%%

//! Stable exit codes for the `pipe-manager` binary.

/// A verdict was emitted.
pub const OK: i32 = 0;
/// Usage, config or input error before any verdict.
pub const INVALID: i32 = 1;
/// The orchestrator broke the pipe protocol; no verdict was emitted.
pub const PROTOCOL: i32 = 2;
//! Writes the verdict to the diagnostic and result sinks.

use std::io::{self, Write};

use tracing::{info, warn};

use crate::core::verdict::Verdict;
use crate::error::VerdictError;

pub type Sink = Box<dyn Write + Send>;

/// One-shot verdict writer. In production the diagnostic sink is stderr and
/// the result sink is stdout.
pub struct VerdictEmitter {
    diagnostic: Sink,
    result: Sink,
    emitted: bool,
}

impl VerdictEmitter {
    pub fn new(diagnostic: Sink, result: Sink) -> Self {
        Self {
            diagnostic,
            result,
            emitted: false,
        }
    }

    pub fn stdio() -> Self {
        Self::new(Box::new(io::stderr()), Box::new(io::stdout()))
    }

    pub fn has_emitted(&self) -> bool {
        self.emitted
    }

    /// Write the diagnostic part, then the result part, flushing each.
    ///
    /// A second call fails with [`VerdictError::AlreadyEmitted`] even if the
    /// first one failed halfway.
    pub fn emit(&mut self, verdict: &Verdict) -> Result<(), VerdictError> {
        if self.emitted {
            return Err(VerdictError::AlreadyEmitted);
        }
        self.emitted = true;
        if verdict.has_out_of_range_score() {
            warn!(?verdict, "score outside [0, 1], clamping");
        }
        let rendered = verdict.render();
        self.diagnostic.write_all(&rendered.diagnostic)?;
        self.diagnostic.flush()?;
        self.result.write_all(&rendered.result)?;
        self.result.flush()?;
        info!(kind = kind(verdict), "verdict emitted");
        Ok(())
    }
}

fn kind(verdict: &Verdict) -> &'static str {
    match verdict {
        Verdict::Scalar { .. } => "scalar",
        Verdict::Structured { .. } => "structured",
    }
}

%%

**Task requirements:** Look through the data above for the word "pipe". Report each line where it occurs.

**Exercise result:**
//! Stable exit codes for the `pipe-manager` binary.
/// The orchestrator broke the pipe protocol; no verdict was emitted.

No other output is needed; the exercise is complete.